I have a question, and apologies if this is the wrong place to ask it, but didn't see a forum yet.
I was wondering, is the creator of the virtual machines, the root of the host machine, able to ssh into the VMs they create if they wanted to? or to change the password of the VM if they wanted to to then get access?
or even if this is the default, was wondering if there would be anyway to achieve a situation where the admin of the "host" server couldn't even be able to log into the VMs running on it if they wanted to even with root privileges on the host machine?
in particular, I was thinking about how I'd like to be able to create some yunohost instances for friends, but in VMs, in such a way that it was also private to me.
I don't know a ton about VMs, so I might not be wording this question properly, but hopefully makes sense. Thanks for any input,
@notplants
Hey @notplants, didn't get notified about this at the time, sorry! As a very late answer, I'm not aware of a way of preventing this access: even if the VM was using encrypted storage (and kinda-inconveniently requiring a password to be entered every reboot), a nefarious server operator could spy on the password being entered, through various means.

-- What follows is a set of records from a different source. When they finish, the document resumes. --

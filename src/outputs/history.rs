/// Execution history: fingerprints recorded after each successful execution
///
/// The store keeps every record in memory and writes through to a pluggable
/// backend on each save. Backends deal in raw bytes keyed by task identity;
/// decoding (and treating undecodable records as absent) happens here.
use chrono::{DateTime, Utc};
use serde::{Deserialize, Serialize};
use sha2::{Digest, Sha256};
use std::collections::{BTreeMap, HashMap};
use std::fs;
use std::io::Write;
use std::path::{Path, PathBuf};
use std::sync::{Arc, Mutex, RwLock};
use tracing::{debug, info, warn};

use super::fingerprint::Fingerprint;
use crate::error::{OutputsError, Result};
use crate::logging::{operations, status};

/// Current on-disk record format. Records with another version are ignored.
pub const HISTORY_FORMAT_VERSION: u32 = 1;

/// Outcome of the last successful execution of a task
#[derive(Debug, Clone, PartialEq, Eq, Serialize, Deserialize)]
pub struct ExecutionRecord {
    pub format_version: u32,
    pub task_identity: String,
    /// Fingerprint per output property name.
    pub fingerprints: BTreeMap<String, Fingerprint>,
    pub recorded_at: DateTime<Utc>,
}

impl ExecutionRecord {
    pub fn new(task_identity: &str, fingerprints: BTreeMap<String, Fingerprint>) -> Self {
        Self {
            format_version: HISTORY_FORMAT_VERSION,
            task_identity: task_identity.to_string(),
            fingerprints,
            recorded_at: Utc::now(),
        }
    }

    fn decode(entry: &str, bytes: &[u8]) -> Result<Self> {
        let record: ExecutionRecord =
            serde_json::from_slice(bytes).map_err(|e| OutputsError::HistoryCorrupt {
                entry: entry.to_string(),
                reason: e.to_string(),
            })?;

        if record.format_version != HISTORY_FORMAT_VERSION {
            return Err(OutputsError::HistoryCorrupt {
                entry: entry.to_string(),
                reason: format!(
                    "format version {} (expected {})",
                    record.format_version, HISTORY_FORMAT_VERSION
                ),
            });
        }

        Ok(record)
    }
}

/// A stored entry as `(entry name, bytes)`. Reading a single entry may fail
/// without failing the whole listing.
pub type RawRecord = (String, Result<Vec<u8>>);

/// Persistence for execution records
///
/// A write for one identity must replace the whole record atomically.
pub trait HistoryBackend: Send + Sync {
    /// Reads every stored record.
    fn read_all(&self) -> Result<Vec<RawRecord>>;

    fn write(&self, identity: &str, bytes: &[u8]) -> Result<()>;

    fn remove(&self, identity: &str) -> Result<()>;

    /// Makes buffered writes durable.
    fn flush(&self) -> Result<()> {
        Ok(())
    }
}

/// One JSON file per task identity
///
/// Layout: `<dir>/<sha256(identity)[..32]>.json`. Each write goes to a
/// temporary file in the same directory that is then renamed over the old
/// record.
pub struct FileHistoryBackend {
    dir: PathBuf,
}

impl FileHistoryBackend {
    pub fn new<P: AsRef<Path>>(dir: P) -> Result<Self> {
        let dir = dir.as_ref().to_path_buf();
        fs::create_dir_all(&dir).map_err(|e| OutputsError::HistoryIo {
            path: dir.clone(),
            source: e,
        })?;
        Ok(Self { dir })
    }

    pub fn dir(&self) -> &Path {
        &self.dir
    }

    fn record_path(&self, identity: &str) -> PathBuf {
        let digest = hex::encode(Sha256::digest(identity.as_bytes()));
        self.dir.join(format!("{}.json", &digest[..32]))
    }
}

impl HistoryBackend for FileHistoryBackend {
    fn read_all(&self) -> Result<Vec<RawRecord>> {
        let io_err = |path: &Path| {
            let path = path.to_path_buf();
            move |source| OutputsError::HistoryIo { path, source }
        };

        let mut records = Vec::new();
        for entry in fs::read_dir(&self.dir).map_err(io_err(&self.dir))? {
            let entry = entry.map_err(io_err(&self.dir))?;
            let path = entry.path();
            if path.extension().and_then(|e| e.to_str()) != Some("json") {
                continue;
            }
            let bytes = fs::read(&path).map_err(io_err(&path));
            records.push((entry.file_name().to_string_lossy().into_owned(), bytes));
        }
        records.sort_by(|a, b| a.0.cmp(&b.0));
        Ok(records)
    }

    fn write(&self, identity: &str, bytes: &[u8]) -> Result<()> {
        let path = self.record_path(identity);
        let io_err = |source| OutputsError::HistoryIo {
            path: path.clone(),
            source,
        };

        let mut temp = tempfile::NamedTempFile::new_in(&self.dir).map_err(io_err)?;
        temp.write_all(bytes).map_err(io_err)?;
        temp.as_file().sync_all().map_err(io_err)?;
        temp.persist(&path).map_err(|e| io_err(e.error))?;
        Ok(())
    }

    fn remove(&self, identity: &str) -> Result<()> {
        let path = self.record_path(identity);
        match fs::remove_file(&path) {
            Ok(()) => Ok(()),
            Err(e) if e.kind() == std::io::ErrorKind::NotFound => Ok(()),
            Err(source) => Err(OutputsError::HistoryIo { path, source }),
        }
    }
}

/// In-memory backend for tests and throwaway builds
#[derive(Default)]
pub struct MemoryHistoryBackend {
    records: Mutex<BTreeMap<String, Vec<u8>>>,
}

impl MemoryHistoryBackend {
    pub fn new() -> Self {
        Self::default()
    }

    /// Stores raw bytes for an identity, bypassing encoding.
    pub fn insert_raw(&self, identity: &str, bytes: &[u8]) {
        if let Ok(mut records) = self.records.lock() {
            records.insert(identity.to_string(), bytes.to_vec());
        }
    }

    fn poisoned() -> OutputsError {
        OutputsError::HistoryIo {
            path: PathBuf::from("<memory>"),
            source: std::io::Error::other("history lock poisoned"),
        }
    }
}

impl HistoryBackend for MemoryHistoryBackend {
    fn read_all(&self) -> Result<Vec<RawRecord>> {
        let records = self.records.lock().map_err(|_| Self::poisoned())?;
        Ok(records
            .iter()
            .map(|(identity, bytes)| (identity.clone(), Ok(bytes.clone())))
            .collect())
    }

    fn write(&self, identity: &str, bytes: &[u8]) -> Result<()> {
        let mut records = self.records.lock().map_err(|_| Self::poisoned())?;
        records.insert(identity.to_string(), bytes.to_vec());
        Ok(())
    }

    fn remove(&self, identity: &str) -> Result<()> {
        let mut records = self.records.lock().map_err(|_| Self::poisoned())?;
        records.remove(identity);
        Ok(())
    }
}

impl<B: HistoryBackend + ?Sized> HistoryBackend for Arc<B> {
    fn read_all(&self) -> Result<Vec<RawRecord>> {
        (**self).read_all()
    }

    fn write(&self, identity: &str, bytes: &[u8]) -> Result<()> {
        (**self).write(identity, bytes)
    }

    fn remove(&self, identity: &str) -> Result<()> {
        (**self).remove(identity)
    }

    fn flush(&self) -> Result<()> {
        (**self).flush()
    }
}

/// Process-wide execution history
///
/// Built once at build start with [`HistoryStore::open`] and closed at build
/// end with [`HistoryStore::close`]. Share it between tasks through `Arc`.
pub struct HistoryStore {
    backend: Box<dyn HistoryBackend>,
    records: RwLock<HashMap<String, Arc<ExecutionRecord>>>,
}

impl HistoryStore {
    /// Loads all records from `backend`.
    ///
    /// Records that cannot be read or decoded are skipped with a warning,
    /// which makes their tasks look like they never ran. Only failing to list
    /// the backend is an error.
    pub fn open<B: HistoryBackend + 'static>(backend: B) -> Result<Self> {
        let mut records = HashMap::new();
        let mut corrupt = 0usize;

        for (entry, bytes) in backend.read_all()? {
            match bytes.and_then(|bytes| ExecutionRecord::decode(&entry, &bytes)) {
                Ok(record) => {
                    records.insert(record.task_identity.clone(), Arc::new(record));
                }
                Err(e) => {
                    corrupt += 1;
                    warn!(
                        operation = operations::LOAD,
                        status = status::CORRUPT,
                        entry = %entry,
                        error = %e,
                        "ignoring unreadable execution record"
                    );
                }
            }
        }

        info!(
            operation = operations::LOAD,
            entry_count = records.len(),
            corrupt_count = corrupt,
            "loaded execution history"
        );

        Ok(Self {
            backend: Box::new(backend),
            records: RwLock::new(records),
        })
    }

    /// Opens an empty store that keeps records only in memory.
    pub fn in_memory() -> Self {
        Self {
            backend: Box::new(MemoryHistoryBackend::new()),
            records: RwLock::new(HashMap::new()),
        }
    }

    /// The record of the last successful execution, if any.
    pub fn load(&self, task_identity: &str) -> Option<Arc<ExecutionRecord>> {
        let records = self.records.read().ok()?;
        records.get(task_identity).cloned()
    }

    /// Replaces the record for `task_identity`.
    ///
    /// The backend is written first; the in-memory view only changes once the
    /// new record is durable.
    pub fn save(
        &self,
        task_identity: &str,
        fingerprints: BTreeMap<String, Fingerprint>,
    ) -> Result<Arc<ExecutionRecord>> {
        let record = Arc::new(ExecutionRecord::new(task_identity, fingerprints));
        let bytes = serde_json::to_vec(record.as_ref())?;
        self.backend.write(task_identity, &bytes)?;

        self.records
            .write()
            .map_err(|_| Self::poisoned())?
            .insert(task_identity.to_string(), Arc::clone(&record));

        debug!(
            operation = operations::SAVE,
            status = status::SUCCESS,
            task = task_identity,
            property_count = record.fingerprints.len(),
            "saved execution record"
        );
        Ok(record)
    }

    /// Forgets the record for `task_identity`. Returns whether one existed.
    pub fn invalidate(&self, task_identity: &str) -> Result<bool> {
        self.backend.remove(task_identity)?;
        let removed = self
            .records
            .write()
            .map_err(|_| Self::poisoned())?
            .remove(task_identity)
            .is_some();

        debug!(
            operation = operations::INVALIDATE,
            task = task_identity,
            removed,
            "invalidated execution record"
        );
        Ok(removed)
    }

    /// Known task identities, sorted.
    pub fn identities(&self) -> Vec<String> {
        let mut identities: Vec<String> = self
            .records
            .read()
            .map(|records| records.keys().cloned().collect())
            .unwrap_or_default();
        identities.sort();
        identities
    }

    /// Removes every record. Returns how many were removed.
    pub fn clear(&self) -> Result<usize> {
        let identities = self.identities();
        for identity in &identities {
            self.invalidate(identity)?;
        }
        Ok(identities.len())
    }

    /// Flushes the backend at build end.
    pub fn close(self) -> Result<()> {
        self.backend.flush()
    }

    fn poisoned() -> OutputsError {
        OutputsError::HistoryIo {
            path: PathBuf::from("<history>"),
            source: std::io::Error::other("history lock poisoned"),
        }
    }
}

CC @forest @decentral1se in case you know of anything which could help?
Computer science wise I think this is still an open question, whether this is possible at a technical level or not. (VM guests who don't have to trust the VM host)
Last time I was paying attention to this, like 2017 or so, I believe the record was that they could do it, and they could even prove that it worked using math or something, which was a breakthrough at the time. But, it ran like 1 million times slower than a normal computer.
In terms of practical purposes, I think that the full disk encryption option offers a reasonable level of surveillance-resistance... As long as you're willing to sacrifice ease-of-use and availability.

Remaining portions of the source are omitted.